Task statement: Transcribe the data that follows. Match it character for character.

--*--

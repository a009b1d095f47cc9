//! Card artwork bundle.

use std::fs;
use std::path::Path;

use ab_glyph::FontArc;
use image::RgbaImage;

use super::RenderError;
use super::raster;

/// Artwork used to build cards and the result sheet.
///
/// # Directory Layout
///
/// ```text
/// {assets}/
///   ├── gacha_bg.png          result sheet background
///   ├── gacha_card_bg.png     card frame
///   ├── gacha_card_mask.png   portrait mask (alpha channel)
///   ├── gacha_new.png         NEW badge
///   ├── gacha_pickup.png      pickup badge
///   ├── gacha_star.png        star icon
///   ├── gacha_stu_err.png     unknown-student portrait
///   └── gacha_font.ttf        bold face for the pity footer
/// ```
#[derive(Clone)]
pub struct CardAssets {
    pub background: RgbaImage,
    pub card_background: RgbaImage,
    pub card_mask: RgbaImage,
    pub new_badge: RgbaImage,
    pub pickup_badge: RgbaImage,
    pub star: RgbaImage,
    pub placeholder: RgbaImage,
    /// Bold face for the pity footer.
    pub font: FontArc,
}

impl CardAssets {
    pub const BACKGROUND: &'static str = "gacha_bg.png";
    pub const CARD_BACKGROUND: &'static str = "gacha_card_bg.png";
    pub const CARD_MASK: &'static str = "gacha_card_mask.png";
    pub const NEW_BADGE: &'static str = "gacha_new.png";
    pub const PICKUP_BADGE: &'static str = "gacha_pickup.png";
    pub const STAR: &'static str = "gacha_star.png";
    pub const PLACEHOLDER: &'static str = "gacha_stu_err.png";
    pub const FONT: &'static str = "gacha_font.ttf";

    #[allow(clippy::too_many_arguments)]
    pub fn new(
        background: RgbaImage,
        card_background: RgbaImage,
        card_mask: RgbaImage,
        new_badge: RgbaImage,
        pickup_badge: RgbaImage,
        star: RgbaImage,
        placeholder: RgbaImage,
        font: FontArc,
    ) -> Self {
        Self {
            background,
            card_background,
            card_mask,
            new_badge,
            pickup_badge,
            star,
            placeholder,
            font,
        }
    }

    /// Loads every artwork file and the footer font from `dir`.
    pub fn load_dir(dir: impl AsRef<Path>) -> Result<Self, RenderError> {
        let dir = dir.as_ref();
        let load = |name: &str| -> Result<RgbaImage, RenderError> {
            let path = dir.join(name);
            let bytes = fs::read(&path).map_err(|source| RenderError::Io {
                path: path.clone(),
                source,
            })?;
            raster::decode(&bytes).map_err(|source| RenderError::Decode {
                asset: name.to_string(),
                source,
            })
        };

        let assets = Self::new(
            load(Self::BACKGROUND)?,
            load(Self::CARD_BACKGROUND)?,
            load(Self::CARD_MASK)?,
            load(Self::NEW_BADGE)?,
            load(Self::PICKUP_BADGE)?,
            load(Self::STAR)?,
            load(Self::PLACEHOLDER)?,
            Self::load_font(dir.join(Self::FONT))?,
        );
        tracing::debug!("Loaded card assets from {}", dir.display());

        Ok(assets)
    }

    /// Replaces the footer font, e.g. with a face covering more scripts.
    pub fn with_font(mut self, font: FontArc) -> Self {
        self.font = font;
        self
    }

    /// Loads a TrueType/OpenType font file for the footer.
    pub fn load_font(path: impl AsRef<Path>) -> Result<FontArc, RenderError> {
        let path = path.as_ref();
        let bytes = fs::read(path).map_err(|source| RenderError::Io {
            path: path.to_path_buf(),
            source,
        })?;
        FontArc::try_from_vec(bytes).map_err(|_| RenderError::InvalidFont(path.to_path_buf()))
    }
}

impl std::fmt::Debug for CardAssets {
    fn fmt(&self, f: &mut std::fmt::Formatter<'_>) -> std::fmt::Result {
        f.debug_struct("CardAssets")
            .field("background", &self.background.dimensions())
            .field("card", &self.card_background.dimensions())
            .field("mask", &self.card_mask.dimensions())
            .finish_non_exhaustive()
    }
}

--*--

Answer space:
repository a009b1d095f47cc9
//! Card artwork bundle.

use std::fs;
use std::path::Path;

use ab_glyph::FontArc;
use image::RgbaImage;

use super::RenderError;
use super::raster;

/// Artwork used to build cards and the result sheet.
///
/// # Directory Layout
///
/// ```text
/// {assets}/
///   ├── gacha_bg.png          result sheet background
///   ├── gacha_card_bg.png     card frame
///   ├── gacha_card_mask.png   portrait mask (alpha channel)
///   ├── gacha_new.png         NEW badge
///   ├── gacha_pickup.png      pickup badge
///   ├── gacha_star.png        star icon
///   ├── gacha_stu_err.png     unknown-student portrait
///   └── gacha_font.ttf        bold face for the pity footer
/// ```
#[derive(Clone)]
pub struct CardAssets {
    pub background: RgbaImage,
    pub card_background: RgbaImage,
    pub card_mask: RgbaImage,
    pub new_badge: RgbaImage,
    pub pickup_badge: RgbaImage,
    pub star: RgbaImage,
    pub placeholder: RgbaImage,
    /// Bold face for the pity footer.
    pub font: FontArc,
}

impl CardAssets {
    pub const BACKGROUND: &'static str = "gacha_bg.png";
    pub const CARD_BACKGROUND: &'static str = "gacha_card_bg.png";
    pub const CARD_MASK: &'static str = "gacha_card_mask.png";
    pub const NEW_BADGE: &'static str = "gacha_new.png";
    pub const PICKUP_BADGE: &'static str = "gacha_pickup.png";
    pub const STAR: &'static str = "gacha_star.png";
    pub const PLACEHOLDER: &'static str = "gacha_stu_err.png";
    pub const FONT: &'static str = "gacha_font.ttf";

    #[allow(clippy::too_many_arguments)]
    pub fn new(
        background: RgbaImage,
        card_background: RgbaImage,
        card_mask: RgbaImage,
        new_badge: RgbaImage,
        pickup_badge: RgbaImage,
        star: RgbaImage,
        placeholder: RgbaImage,
        font: FontArc,
    ) -> Self {
        Self {
            background,
            card_background,
            card_mask,
            new_badge,
            pickup_badge,
            star,
            placeholder,
            font,
        }
    }

    /// Loads every artwork file and the footer font from `dir`.
    pub fn load_dir(dir: impl AsRef<Path>) -> Result<Self, RenderError> {
        let dir = dir.as_ref();
        let load = |name: &str| -> Result<RgbaImage, RenderError> {
            let path = dir.join(name);
            let bytes = fs::read(&path).map_err(|source| RenderError::Io {
                path: path.clone(),
                source,
            })?;
            raster::decode(&bytes).map_err(|source| RenderError::Decode {
                asset: name.to_string(),
                source,
            })
        };

        let assets = Self::new(
            load(Self::BACKGROUND)?,
            load(Self::CARD_BACKGROUND)?,
            load(Self::CARD_MASK)?,
            load(Self::NEW_BADGE)?,
            load(Self::PICKUP_BADGE)?,
            load(Self::STAR)?,
            load(Self::PLACEHOLDER)?,
            Self::load_font(dir.join(Self::FONT))?,
        );
        tracing::debug!("Loaded card assets from {}", dir.display());

        Ok(assets)
    }

    /// Replaces the footer font, e.g. with a face covering more scripts.
    pub fn with_font(mut self, font: FontArc) -> Self {
        self.font = font;
        self
    }

    /// Loads a TrueType/OpenType font file for the footer.
    pub fn load_font(path: impl AsRef<Path>) -> Result<FontArc, RenderError> {
        let path = path.as_ref();
        let bytes = fs::read(path).map_err(|source| RenderError::Io {
            path: path.to_path_buf(),
            source,
        })?;
        FontArc::try_from_vec(bytes).map_err(|_| RenderError::InvalidFont(path.to_path_buf()))
    }
}

impl std::fmt::Debug for CardAssets {
    fn fmt(&self, f: &mut std::fmt::Formatter<'_>) -> std::fmt::Result {
        f.debug_struct("CardAssets")
            .field("background", &self.background.dimensions())
            .field("card", &self.card_background.dimensions())
            .field("mask", &self.card_mask.dimensions())
            .finish_non_exhaustive()
    }
}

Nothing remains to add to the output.